OMG It's the end of the world


----------



## Jumar (Mar 14, 2012)

The blue on the weather map yesterday must have been blue sky. It´s sunny here today in Totana, Murcia.


----------



## xabiaxica (Jun 23, 2009)

this is usually a dry riverbed - & we have more rain to come in the next 36-48 hours apparently!


----------



## baldilocks (Mar 7, 2010)

Those dry arroyos are dangerous - we looked at one house with a dry arroyo right behind it ("there's only a bit of stream in if there happens to be a cloudburst up on the sierra") - that house isn't there now - washed away in 2009/20 winter.


----------



## xabiaxica (Jun 23, 2009)

baldilocks said:


> Those dry arroyos are dangerous - we looked at one house with a dry arroyo right behind it ("there's only a bit of stream in if there happens to be a cloudburst up on the sierra") - that house isn't there now - washed away in 2009/20 winter.



this one eventually runs past my daughters' school - the photo I posted earlier

judging by the video it's probably higher now

we're waiting to find out if the schools are open tomorrow - there is still a risk of flooding if we get more rain - although we don't have any alerts as such atm


----------



## mrypg9 (Apr 26, 2008)

We've had two lovely hot sunny days.
I'm sitting in an unheated house in Tshirt and jeans.

Rain forecast for Friday, another sunny day tomorrow.

That's why it's called Costa del SOL!!


----------



## virgil (May 3, 2012)

xabiachica said:


> this one eventually runs past my daughters' school - the photo I posted earlier
> 
> judging by the video it's probably higher now
> 
> we're waiting to find out if the schools are open tomorrow - there is still a risk of flooding if we get more rain - although we don't have any alerts as such atm


How about this property x/chica, would there be any danger of it suffering from the affects of any localized flooding if things got REALLY bad?

2 bedroom terraced bungalow for sale in Valencia, Alicante, Javea, Spain


----------



## chica de cocentaina (Jul 25, 2011)

xabiachica said:


> AVINGUDA RIU GORGOS 2 EL 14/11/2012 - YouTube
> 
> this is usually a dry riverbed - & we have more rain to come in the next 36-48 hours apparently!


well, judging by the amount of rain we still have pouring down up here, your river could well get a bit higher ......


----------



## xabiaxica (Jun 23, 2009)

chica de cocentaina said:


> well, judging by the amount of rain we still have pouring down up here, your river could well get a bit higher ......


someone just told me it has dropped a bit

PLEASE don't let it get higher again - & PLEASE don't let us get more rain tonight - & PLEASE let the schools be open tomorrow!!


----------



## baldilocks (Mar 7, 2010)

virgil said:


> How about this property x/chica, would there be any danger of it suffering from the affects of any localized flooding if things got REALLY bad?
> 
> 2 bedroom terraced bungalow for sale in Valencia, Alicante, Javea, Spain


I don't know the area or this particular property but that muddy track where a small stream crosses is in a dip that if it rains heavily could very quickly be a raging torrent a number of metres across and maybe a metre or more deep.
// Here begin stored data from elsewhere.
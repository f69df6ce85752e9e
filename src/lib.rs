//! Pezzottify History Import Library
//!
//! Rebuilds a listening history from captured API responses: envelopes are
//! read from a dump directory, classified and mined for track/play records,
//! deduplicated into an aggregate, and rendered as reports.

pub mod config;
pub mod envelope;
pub mod extraction;
pub mod history;
pub mod pipeline;
pub mod report;

// Re-export commonly used types for convenience
pub use envelope::{EnvelopeReader, RawEnvelope};
pub use extraction::UndatedPolicy;
pub use history::{AggregateState, PlayEvent, Track, TrackId};
pub use pipeline::{Pipeline, PipelineOptions, RunOutcome, RunStats};
pub use report::{DirectoryReportSink, ReportSink, SinkError};
//! Dump directory and payload fixtures

#![allow(dead_code)]

use super::constants::CAPTURE_TIME;
use serde_json::{json, Value};
use std::fs;
use std::path::{Path, PathBuf};
use tempfile::TempDir;

/// A temporary dump directory with its own output directory next to it.
pub struct DumpDir {
    dir: TempDir,
    written: usize,
}

impl DumpDir {
    pub fn new() -> Self {
        let dir = TempDir::new().unwrap();
        fs::create_dir_all(dir.path().join("dump")).unwrap();
        Self { dir, written: 0 }
    }

    pub fn path(&self) -> PathBuf {
        self.dir.path().join("dump")
    }

    pub fn output_path(&self) -> PathBuf {
        self.dir.path().join("output")
    }

    /// Writes an envelope the way the collector names them: capture order
    /// prefix, then a slug of the endpoint.
    pub fn add_envelope(&mut self, url: &str, data: Value) -> PathBuf {
        self.add_envelope_at(url, CAPTURE_TIME, data)
    }

    pub fn add_envelope_at(&mut self, url: &str, captured_at: &str, data: Value) -> PathBuf {
        let envelope = json!({
            "url": url,
            "method": "GET",
            "status": 200,
            "status_text": "OK",
            "headers": {"content-type": "application/json; charset=utf-8"},
            "timestamp": captured_at,
            "data": data,
        });
        self.add_raw(&serde_json::to_string_pretty(&envelope).unwrap())
    }

    /// Writes arbitrary file content as the next envelope file.
    pub fn add_raw(&mut self, content: &str) -> PathBuf {
        self.written += 1;
        let path = self
            .path()
            .join(format!("20240201_{:06}_capture.json", self.written));
        fs::write(&path, content).unwrap();
        path
    }

    pub fn copy_file(&mut self, from: &Path) -> PathBuf {
        let content = fs::read_to_string(from).unwrap();
        self.add_raw(&content)
    }
}

/// A track object as returned by track and collection endpoints.
pub fn track_json(id: u64, title: &str, artist: &str) -> Value {
    json!({
        "kind": "track",
        "id": id,
        "title": title,
        "permalink_url": format!("https://example.com/{}/{}", artist, id),
        "user": {"username": artist, "full_name": format!("{} Full", artist)},
    })
}

/// A play-history entry wrapping a track, timestamped in epoch milliseconds.
pub fn history_item(played_at_ms: i64, track: Value) -> Value {
    json!({
        "played_at": played_at_ms,
        "track_id": track["id"].clone(),
        "track": track,
    })
}

/// Reads a CSV report as header plus rows of fields.
pub fn read_csv(path: &Path) -> (Vec<String>, Vec<Vec<String>>) {
    let mut reader = csv::Reader::from_path(path).unwrap();
    let header = reader
        .headers()
        .unwrap()
        .iter()
        .map(str::to_string)
        .collect();
    let rows = reader
        .records()
        .map(|record| record.unwrap().iter().map(str::to_string).collect())
        .collect();
    (header, rows)
}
In the rest of the outdoor pics, the land looks quite dry as if it hasn't rained for a bit so, if that track has that much water crossing it when it is dry, what will it be like after heavy rain? 

Figure it out for yourself. A heavy downpour even for just a short while (e.g. a thunderstorm) can put one heck of a lot of water on the ground.


----------



## xabiaxica (Jun 23, 2009)

baldilocks said:


> I don't know the area or this particular property but that muddy track where a small stream crosses is in a dip that if it rains heavily could very quickly be a raging torrent a number of metres across and maybe a metre or more deep. In the rest of the outdoor pics, the land looks quite dry as if it hasn't rained for a bit so, if that track has that much water crossing it when it is dry, what will it be like after heavy rain?
> 
> Figure it out for yourself. A heavy downpour even for just a short while (e.g. a thunderstorm) can put one heck of a lot of water on the ground.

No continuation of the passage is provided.